Vrinda Grover, arguing for the petitioner, apprised the court in detail on the grounds of the petition. She referred to testimonies of eyewitnesses Harmanjeet Singh and Balwinder Singh, both farmers from Uttar Pradesh, who were quoted in a report by The Caravan, detailing the circumstances and the aftermath of Navreet’s death. Both eyewitnesses had told The Caravan that they saw police personnel fire at Navreet’s tractor, which overturned seconds later. Grover also quoted the opinion of Dr Basil Purdue, a pathologist in London, offered to The Guardian after examining the Navreet’s post-mortem report. The Caravan report discussed the port-mortem over six paragraphs, quoting an Indian forensic expert at length. Grover read out these paragraphs verbatim in court. She noted that both forensic experts, who spoke independently to different publications, found the injuries on Navreet’s body to be consistent with bullet wounds.
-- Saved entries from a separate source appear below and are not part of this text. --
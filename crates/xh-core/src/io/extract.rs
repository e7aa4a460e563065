//! Single-entry extraction from release containers.
//!
//! A container is either a zip (random access, listed entries) or a tar
//! stream under an optional decompression filter. Both are searched for the
//! first regular file whose base name equals the requested name, wherever it
//! sits in the archive tree, and only that entry is written out.

use std::ffi::OsStr;
use std::fs::{self, File, OpenOptions};
use std::io::{self, BufReader, Read};
use std::path::{Path, PathBuf};

use thiserror::Error;
use xh_schema::CoreType;
use zip::ZipArchive;
use zstd::stream::read::Decoder as ZstdDecoder;

#[derive(Error, Debug)]
pub enum ExtractError {
    #[error("IO error: {0}")]
    Io(#[from] io::Error),

    #[error("Zip error: {0}")]
    Zip(#[from] zip::result::ZipError),

    #[error("Entry '{entry}' not found in {}", container.display())]
    EntryNotFound { entry: String, container: PathBuf },
}

/// Decompression filter under a tar stream.
#[derive(Debug, Clone, Copy, PartialEq, Eq)]
pub enum TarCompression {
    None,
    Gzip,
    Zstd,
}

/// Container family.
#[derive(Debug, Clone, Copy, PartialEq, Eq)]
pub enum ContainerKind {
    /// Listed entries, random access.
    Zip,
    /// Sequential stream of headers.
    Tar(TarCompression),
}

impl ContainerKind {
    /// Infer the container family from a file name.
    pub fn detect(path: &Path) -> Option<Self> {
        let path_str = path.to_string_lossy().to_lowercase();

        if path_str.ends_with(".zip") {
            Some(Self::Zip)
        } else if path_str.ends_with(".tar.gz") || path_str.ends_with(".tgz") {
            Some(Self::Tar(TarCompression::Gzip))
        } else if path_str.ends_with(".tar.zst") || path_str.ends_with(".tzst") {
            Some(Self::Tar(TarCompression::Zstd))
        } else if path_str.ends_with(".tar") {
            Some(Self::Tar(TarCompression::None))
        } else {
            None
        }
    }

    /// The family each core publishes its releases in.
    pub fn for_core(core: CoreType) -> Self {
        match core {
            CoreType::Xray => Self::Zip,
            CoreType::SingBox => Self::Tar(TarCompression::Gzip),
        }
    }
}

/// Which file to pull out of which container.
#[derive(Debug, Clone, Copy)]
pub struct ArchiveEntryRequest<'a> {
    pub container_path: &'a Path,
    /// Base name to match, ignoring any directory prefix.
    pub target_entry_name: &'a str,
}

/// Extract the requested entry to `dest` as an executable file.
///
/// Parent directories of `dest` are created and an existing file is
/// truncated, but only once a matching entry has been found: when the entry
/// is missing `dest` is left untouched. The written file is synced and
/// closed before returning. Returns the number of bytes written.
pub fn extract_entry(
    request: &ArchiveEntryRequest<'_>,
    kind: ContainerKind,
    dest: &Path,
) -> Result<u64, ExtractError> {
    tracing::debug!(
        "Extracting '{}' from {} ({kind:?})",
        request.target_entry_name,
        request.container_path.display()
    );

    let written = match kind {
        ContainerKind::Zip => extract_zip_entry(request, dest)?,
        ContainerKind::Tar(compression) => {
            let reader = BufReader::new(File::open(request.container_path)?);
            match compression {
                TarCompression::None => scan_tar(reader, request.target_entry_name, dest)?,
                TarCompression::Gzip => scan_tar(
                    flate2::read::GzDecoder::new(reader),
                    request.target_entry_name,
                    dest,
                )?,
                TarCompression::Zstd => {
                    scan_tar(ZstdDecoder::new(reader)?, request.target_entry_name, dest)?
                }
            }
        }
    };

    written.ok_or_else(|| ExtractError::EntryNotFound {
        entry: request.target_entry_name.to_string(),
        container: request.container_path.to_path_buf(),
    })
}

fn has_base_name(path: &Path, target: &str) -> bool {
    path.file_name() == Some(OsStr::new(target))
}

fn extract_zip_entry(
    request: &ArchiveEntryRequest<'_>,
    dest: &Path,
) -> Result<Option<u64>, ExtractError> {
    let file = File::open(request.container_path)?;
    let mut archive = ZipArchive::new(file)?;

    for i in 0..archive.len() {
        let mut file = archive.by_index(i)?;
        if file.is_dir() {
            continue;
        }
        let Some(path) = file.enclosed_name() else {
            continue;
        };
        if has_base_name(&path, request.target_entry_name) {
            return Ok(Some(write_executable(&mut file, dest)?));
        }
    }

    Ok(None)
}

const BLOCK_SIZE: usize = 512;
const CKSUM_FIELD: std::ops::Range<usize> = 148..156;
const MAX_LONG_NAME: u64 = 64 * 1024;

/// Walk a tar stream block by block.
///
/// A header whose checksum does not match is skipped one block at a time
/// until the next valid header, so a corrupt entry does not hide the ones
/// after it. Running out of stream yields `None`.
fn scan_tar<R: Read>(
    mut reader: R,
    target: &str,
    dest: &Path,
) -> Result<Option<u64>, ExtractError> {
    let mut block = [0u8; BLOCK_SIZE];
    let mut long_name: Option<Vec<u8>> = None;

    while read_block(&mut reader, &mut block)? {
        if block.iter().all(|b| *b == 0) {
            continue;
        }

        let header = tar::Header::from_byte_slice(&block);
        if !checksum_matches(header) {
            tracing::debug!("Skipping tar block with bad header checksum");
            long_name = None;
            continue;
        }

        let size = match header.entry_size() {
            Ok(size) => size,
            Err(e) => {
                tracing::debug!("Skipping tar header with invalid size: {e}");
                continue;
            }
        };
        let padding = size.next_multiple_of(BLOCK_SIZE as u64) - size;
        let entry_type = header.entry_type();

        if entry_type.is_gnu_longname() && size <= MAX_LONG_NAME {
            let mut name = Vec::new();
            (&mut reader).take(size).read_to_end(&mut name)?;
            if !skip(&mut reader, padding)? {
                return Ok(None);
            }
            long_name = Some(name);
            continue;
        }

        let path = match long_name.take() {
            Some(name) => Some(long_name_path(&name)),
            None => match header.path() {
                Ok(path) => Some(path.into_owned()),
                Err(e) => {
                    tracing::debug!("Skipping tar entry with invalid path: {e}");
                    None
                }
            },
        };

        let matches = entry_type.is_file() && path.is_some_and(|p| has_base_name(&p, target));
        if matches {
            let written = write_executable(&mut (&mut reader).take(size), dest)?;
            if written < size {
                return Err(io::Error::new(
                    io::ErrorKind::UnexpectedEof,
                    format!("tar entry '{target}' truncated at {written} of {size} bytes"),
                )
                .into());
            }
            return Ok(Some(written));
        }

        if !skip(&mut reader, size + padding)? {
            return Ok(None);
        }
    }

    Ok(None)
}

/// Fill `block`, returning `false` when the stream ends first.
fn read_block<R: Read>(reader: &mut R, block: &mut [u8; BLOCK_SIZE]) -> io::Result<bool> {
    let mut filled = 0;
    while filled < BLOCK_SIZE {
        match reader.read(&mut block[filled..]) {
            Ok(0) => return Ok(false),
            Ok(n) => filled += n,
            Err(e) if e.kind() == io::ErrorKind::Interrupted => {}
            Err(e) => return Err(e),
        }
    }
    Ok(true)
}

/// Discard `len` bytes, returning `false` when the stream ends first.
fn skip<R: Read>(reader: &mut R, len: u64) -> io::Result<bool> {
    let skipped = io::copy(&mut reader.take(len), &mut io::sink())?;
    Ok(skipped == len)
}

/// The checksum field is summed as if it held spaces.
fn checksum_matches(header: &tar::Header) -> bool {
    let Ok(stored) = header.cksum() else {
        return false;
    };
    let computed: u32 = header
        .as_bytes()
        .iter()
        .enumerate()
        .map(|(i, b)| {
            if CKSUM_FIELD.contains(&i) {
                u32::from(b' ')
            } else {
                u32::from(*b)
            }
        })
        .sum();
    stored == computed
}

fn long_name_path(name: &[u8]) -> PathBuf {
    let end = name.iter().position(|b| *b == 0).unwrap_or(name.len());
    PathBuf::from(String::from_utf8_lossy(&name[..end]).into_owned())
}

fn write_executable<R: Read>(reader: &mut R, dest: &Path) -> io::Result<u64> {
    if let Some(parent) = dest.parent() {
        fs::create_dir_all(parent)?;
    }

    let mut options = OpenOptions::new();
    options.write(true).create(true).truncate(true);
    #[cfg(unix)]
    {
        use std::os::unix::fs::OpenOptionsExt;
        options.mode(0o755);
    }

    let mut out = options.open(dest)?;
    let written = io::copy(reader, &mut out)?;
    out.sync_all()?;
    drop(out);

    // `mode` only applies when the file is created.
    #[cfg(unix)]
    {
        use std::os::unix::fs::PermissionsExt;
        fs::set_permissions(dest, fs::Permissions::from_mode(0o755))?;
    }

    Ok(written)
}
Grover also noted that the post-mortem record did not include any injuries that would be consistent with a road accident, such as grazes or abrasions.
Grover further argued that the Delhi Police had committed grave procedural errors after Navreet’s death, and that it had prematurely concluded that Navreet died as a result of tractor accident. She stated that the police had not conducted a mandatory inquest into the death—a violation of the Code of Criminal Procedure. “The police cannot decide on its own that it is a death by road accident,” she said. Even if the police was certain of the fact that Navreet had died in a road accident, Grover pointed out, it was duty-bound to conduct inquest proceedings. “Delhi Police cannot abandon the Code of Criminal Procedure at will and make unverified and unsubstantiated claims,” she said.